恋の話をするのが久々だったせいか、なんだか気恥ずかしかった。



***



「name、少しいいかな」

兵舎へ戻ろうとするnameの背を聡明な声が呼び止めた。
彼女は振り返り、はっとする。
ついさっきまで噂をしていた彼が、相変わらずの緊張の面持ちで立っていた。

「えっと…」
「いいよいいよ。どうぞごゆっくり」

言い淀んだnameに変わりペトラが軽快に返事をした。
彼女はウインクをすると足早に兵舎へと戻ってしまった。
これが意中の相手ならナイスだとガッツポーズをするところだが、生憎nameは肩を落とすだけだった。

「静かなところへ行こう」

そう言って彼は歩き出す。
nameは少し躊躇うように立ち尽くしたが、仕方なくすぐに背中を追った。



彼が足を止めたのは中庭だった。
兵団の敷地で落ち着けるところといえば候補がいくつか決まっている。
中庭はそのうちの一つだった。

「今日は、その、ごめんな」

彼はバツが悪そうに頬を掻きながら照れ笑いを浮かべた。
謝っているのは告白そのものか、それとも立ち去ってしまったことか。おそらく両方だろう。

「ううん。あのね」
「name、なんか雰囲気変わったな」
「…えっ?」

nameが言いかけていたのは、もちろん告白の返事。
やんわりとノーを伝えようとした彼女の言葉を遮ったのは、これまた彼の突然の切り出しだった。
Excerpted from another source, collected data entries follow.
//! Bounded top-K retention of weighted comparisons.
//!
//! The aggregator keeps the K best edges seen so far in a min-heap keyed by
//! a total order over (weight, source, target), so ties break the same way
//! no matter how the edges were partitioned. Feeding it per-partition
//! streams that are already weight-descending lets a fold stop reading a
//! stream at the first rejected edge.

use std::cmp::{Ordering, Reverse};
use std::collections::{BTreeSet, BinaryHeap, HashMap};

use entwine_core::{EntityId, EntwineError, Result};

/// Retained candidates per entity, symmetric in both directions.
pub type NeighborMap = HashMap<EntityId, BTreeSet<EntityId>>;

/// A scored comparison between two entities.
#[derive(Debug, Clone, Copy)]
pub struct WeightedEdge {
    /// Comparison weight, higher is better.
    pub weight: f64,
    /// Lower endpoint id.
    pub source: EntityId,
    /// Higher endpoint id.
    pub target: EntityId,
}

impl WeightedEdge {
    /// Builds an edge; endpoint order is the caller's business.
    #[must_use]
    pub fn new(weight: f64, source: EntityId, target: EntityId) -> Self {
        Self { weight, source, target }
    }
}

impl Ord for WeightedEdge {
    fn cmp(&self, other: &Self) -> Ordering {
        self.weight
            .total_cmp(&other.weight)
            .then_with(|| self.source.cmp(&other.source))
            .then_with(|| self.target.cmp(&other.target))
    }
}

impl PartialOrd for WeightedEdge {
    fn partial_cmp(&self, other: &Self) -> Option<Ordering> {
        Some(self.cmp(other))
    }
}

impl PartialEq for WeightedEdge {
    fn eq(&self, other: &Self) -> bool {
        self.cmp(other) == Ordering::Equal
    }
}

impl Eq for WeightedEdge {}

/// Keeps the best `capacity` edges offered to it.
#[derive(Debug)]
pub struct TopKAggregator {
    capacity: usize,
    minimum_weight: f64,
    heap: BinaryHeap<Reverse<WeightedEdge>>,
}

impl TopKAggregator {
    /// Creates an aggregator that retains at most `capacity` edges, never
    /// admitting one lighter than `minimum_weight`.
    pub fn new(capacity: usize, minimum_weight: f64) -> Result<Self> {
        if capacity == 0 {
            return Err(EntwineError::Config("top-k capacity must be at least 1".into()));
        }
        Ok(Self { capacity, minimum_weight, heap: BinaryHeap::with_capacity(capacity + 1) })
    }

    /// Maximum number of edges retained.
    #[must_use]
    pub fn capacity(&self) -> usize {
        self.capacity
    }

    /// Edges currently held.
    #[must_use]
    pub fn len(&self) -> usize {
        self.heap.len()
    }

    #[must_use]
    pub fn is_empty(&self) -> bool {
        self.heap.is_empty()
    }

    /// Current admission floor: the configured minimum until the structure
    /// fills, then the weight of the worst retained edge.
    #[must_use]
    pub fn minimum_weight(&self) -> f64 {
        self.minimum_weight
    }

    /// Offers one edge. Returns whether it was admitted.
    ///
    /// Once the structure is full the floor rises to the worst retained
    /// weight, so an admission can evict the previous worst edge.
    pub fn offer(&mut self, edge: WeightedEdge) -> bool {
        if edge.weight < self.minimum_weight {
            return false;
        }
        self.heap.push(Reverse(edge));
        if self.heap.len() > self.capacity {
            self.heap.pop();
        }
        if self.heap.len() == self.capacity {
            if let Some(Reverse(worst)) = self.heap.peek() {
                self.minimum_weight = worst.weight;
            }
        }
        true
    }

    /// Folds in a weight-descending edge stream, stopping at the first
    /// rejection. Returns how many edges were admitted.
    ///
    /// A weight increase mid-stream breaks the early-stop argument, so it
    /// is reported as an error rather than silently mis-pruned.
    pub fn extend_sorted<I>(&mut self, edges: I) -> Result<usize>
    where
        I: IntoIterator<Item = WeightedEdge>,
    {
        let mut previous = f64::INFINITY;
        let mut admitted = 0;
        for edge in edges {
            if edge.weight > previous {
                return Err(EntwineError::TypeMismatch {
                    expected: "weight-descending edge stream".into(),
                    found: format!("weight {} after {previous}", edge.weight),
                });
            }
            previous = edge.weight;
            if !self.offer(edge) {
                break;
            }
            admitted += 1;
        }
        Ok(admitted)
    }

    /// Consumes the aggregator, returning retained edges best first.
    #[must_use]
    pub fn into_sorted_edges(self) -> Vec<WeightedEdge> {
        self.heap.into_sorted_vec().into_iter().map(|Reverse(edge)| edge).collect()
    }

    /// Consumes the aggregator into a symmetric neighbor map.
    #[must_use]
    pub fn into_neighbor_map(self) -> NeighborMap {
        let mut neighbors: NeighborMap = HashMap::new();
        for Reverse(edge) in self.heap {
            neighbors.entry(edge.source).or_default().insert(edge.target);
            neighbors.entry(edge.target).or_default().insert(edge.source);
        }
        neighbors
    }
}

#[cfg(test)]
mod tests {
    use super::*;

    fn edge(weight: f64, source: EntityId, target: EntityId) -> WeightedEdge {
        WeightedEdge::new(weight, source, target)
    }

    fn top_k_by_sorting(mut edges: Vec<WeightedEdge>, k: usize) -> Vec<WeightedEdge> {
        edges.sort_by(|a, b| b.cmp(a));
        edges.truncate(k);
        edges
    }

    #[test]
    fn test_zero_capacity_is_a_config_error() {
        assert!(matches!(TopKAggregator::new(0, 0.0), Err(EntwineError::Config(_))));
    }

    #[test]
    fn test_keeps_the_heaviest_edges() {
        let mut topk = TopKAggregator::new(2, 0.0).unwrap();
        for e in [edge(1.0, 0, 1), edge(5.0, 0, 2), edge(3.0, 1, 2), edge(4.0, 2, 3)] {
            topk.offer(e);
        }
        let kept = topk.into_sorted_edges();
        assert_eq!(kept, vec![edge(5.0, 0, 2), edge(4.0, 2, 3)]);
    }

    #[test]
    fn test_floor_starts_at_the_configured_minimum() {
        let mut topk = TopKAggregator::new(10, 2.0).unwrap();
        assert!(!topk.offer(edge(1.5, 0, 1)));
        assert!(topk.offer(edge(2.0, 0, 2)));
        assert_eq!(topk.len(), 1);
    }

    #[test]
    fn test_floor_rises_once_full() {
        let mut topk = TopKAggregator::new(2, 0.0).unwrap();
        assert!(topk.offer(edge(3.0, 0, 1)));
        assert!(topk.offer(edge(5.0, 0, 2)));
        assert_eq!(topk.minimum_weight(), 3.0);
        assert!(!topk.offer(edge(2.0, 1, 2)), "below the raised floor");
        assert!(topk.offer(edge(4.0, 2, 3)), "evicts the worst edge");
        assert_eq!(topk.minimum_weight(), 4.0);
        let kept = topk.into_sorted_edges();
        assert_eq!(kept, vec![edge(5.0, 0, 2), edge(4.0, 2, 3)]);
    }

    #[test]
    fn test_ties_break_on_endpoints() {
        let mut topk = TopKAggregator::new(2, 0.0).unwrap();
        for e in [edge(1.0, 3, 4), edge(1.0, 0, 1), edge(1.0, 0, 2)] {
            topk.offer(e);
        }
        let kept = topk.into_sorted_edges();
        assert_eq!(kept, vec![edge(1.0, 3, 4), edge(1.0, 0, 2)]);
    }

    #[test]
    fn test_matches_a_direct_global_sort() {
        let edges: Vec<WeightedEdge> = (0..50)
            .map(|i| edge(((i * 31) % 17) as f64, i % 7, 7 + i % 5))
            .collect();
        for k in [1, 5, 50, 80] {
            let mut topk = TopKAggregator::new(k, 0.0).unwrap();
            for e in &edges {
                topk.offer(*e);
            }
            assert_eq!(
                topk.into_sorted_edges(),
                top_k_by_sorting(edges.clone(), k),
                "k = {k}"
            );
        }
    }

    #[test]
    fn test_extend_sorted_counts_admissions_and_stops_early() {
        let mut topk = TopKAggregator::new(2, 0.0).unwrap();
        let stream = vec![
            edge(5.0, 0, 1),
            edge(4.0, 0, 2),
            edge(3.0, 1, 2),
            edge(2.0, 2, 3),
        ];
        let admitted = topk.extend_sorted(stream).unwrap();
        // the third edge falls below the raised floor; the fourth is never read
        assert_eq!(admitted, 2);
        assert_eq!(topk.len(), 2);
    }

    #[test]
    fn test_extend_sorted_rejects_an_ascending_stream() {
        let mut topk = TopKAggregator::new(5, 0.0).unwrap();
        let result = topk.extend_sorted(vec![edge(1.0, 0, 1), edge(2.0, 0, 2)]);
        assert!(matches!(result, Err(EntwineError::TypeMismatch { .. })));
    }

    #[test]
    fn test_extend_sorted_allows_equal_weights() {
        let mut topk = TopKAggregator::new(5, 0.0).unwrap();
        let admitted =
            topk.extend_sorted(vec![edge(1.0, 0, 1), edge(1.0, 0, 2), edge(1.0, 1, 2)]).unwrap();
        assert_eq!(admitted, 3);
    }

    #[test]
    fn test_fold_of_sorted_partitions_matches_a_global_sort() {
        let edges: Vec<WeightedEdge> =
            (0..60).map(|i| edge(((i * 13) % 23) as f64, i, 100 + i)).collect();
        let k = 7;

        // per-partition local top-k, then a global fold of the sorted locals
        let mut global = TopKAggregator::new(k, 0.0).unwrap();
        for chunk in edges.chunks(20) {
            let mut local = TopKAggregator::new(k, 0.0).unwrap();
            for e in chunk {
                local.offer(*e);
            }
            global.extend_sorted(local.into_sorted_edges()).unwrap();
        }
        assert_eq!(global.into_sorted_edges(), top_k_by_sorting(edges, k));
    }

    #[test]
    fn test_neighbor_map_is_symmetric() {
        let mut topk = TopKAggregator::new(10, 0.0).unwrap();
        topk.offer(edge(1.0, 0, 2));
        topk.offer(edge(0.5, 1, 2));
        let neighbors = topk.into_neighbor_map();
        assert!(neighbors[&0].contains(&2));
        assert!(neighbors[&2].contains(&0));
        assert!(neighbors[&2].contains(&1));
        assert_eq!(neighbors.len(), 3);
    }
}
「リヴァイ班に行った頃はあまり思わなかったけど、最近のお前はなんだか、すごく大人びたように見えるよ」
「そうかな…自分ではわからないけど」
「昔は俺とよく馬鹿な話して笑いあってたのに…最近は遠くを見るような目をしてさ。このまま本当に遠い存在になってしまいそうで、そう思うとすごく怖くなったんだ」

彼の話をnameは黙って聞いた。
ペトラも言っていたが、最近の自分はそんなにおかしかっただろうか。

「なあname、お前付き合ってるやつはいるのか?」
「いないけど…」

リヴァイの姿が頭にちらついた。
途端に胸が苦しくなる。
まるで発作のようだ。

「お前が俺のことを恋愛対象としてみてないのはわかってる。けど恋人がいないなら一度考えてみてほしいんだ」
「…それは」
「毎日悲しそうな顔してるnameを見るのは嫌なんだよ。笑顔に変えられるよう頑張るから、頼む」

そう言ってくれる彼の方がずっと悲しそうな顔をしていると、nameは思った。
どうしてそんな風に思ってくれるのだろう。
考えてみてもわからない。
きっと明確な答えはないのかもしれない。
リヴァイを想うこの気持ちだって理由を聞かれても困るだけだ。
理屈などなく好きなのだから。

また、胸が痛む。
叶わないとわかっていて、それでもいいと決めたはずなのに。
“兵士だから恋愛はしない”なんて彼と同じ信念を掲げてみても、偽りの言葉はすぐに綻びを見せる。

「可能性がゼロじゃないなら、考えてくれないか?」

彼はもう一度「頼む」と言って頭を下げた。
誠実な言葉と姿勢だった。
今日この場ではっきりとノーを言いうのが憚られてしまうほどに。

「…わかった。考えて、近いうちに返事をするから」
「……ありがとう」

顔を上げた彼は、嬉しそうに眉を下げて微笑んだ。
はっとするような優しい表情だった。
nameは瞬きをして、彼を見つめ返す。

───可能性がゼロじゃないなら。

叶わない恋に鍵をして新しい恋に踏み切ってみる。
その選択肢もありなのかもしれない。
上手くいけば、考えるだけで苦しくなるこの気持ちに区切りをつけられる。
余計なことを考えずに、彼を助けて、元に戻る方法を探して。
晴れて人間に戻ることができるまで力になれれば。

そこで本当に、終わる。

ただの上官と部下に戻るだけだ。




所用を済ませたリヴァイは、自室へと戻ろうとしていた。
2階の渡り廊下は薄暗い。
窓の外に広がる空間を彼は何気なく見下ろした。
逢瀬や息抜きの場として人気の中庭には、今夜も人がいるらしい。
佇む男女が確認できた。

「…………」

ふと、リヴァイは足を止めた。
ここからでは暗くて彼らの顔は確認できない。
しかし、女のシルエットはどこかnameに似ている気がした。

そう思った瞬間。
胸の奥からじりっと焦げるような音が、リヴァイには聞こえた。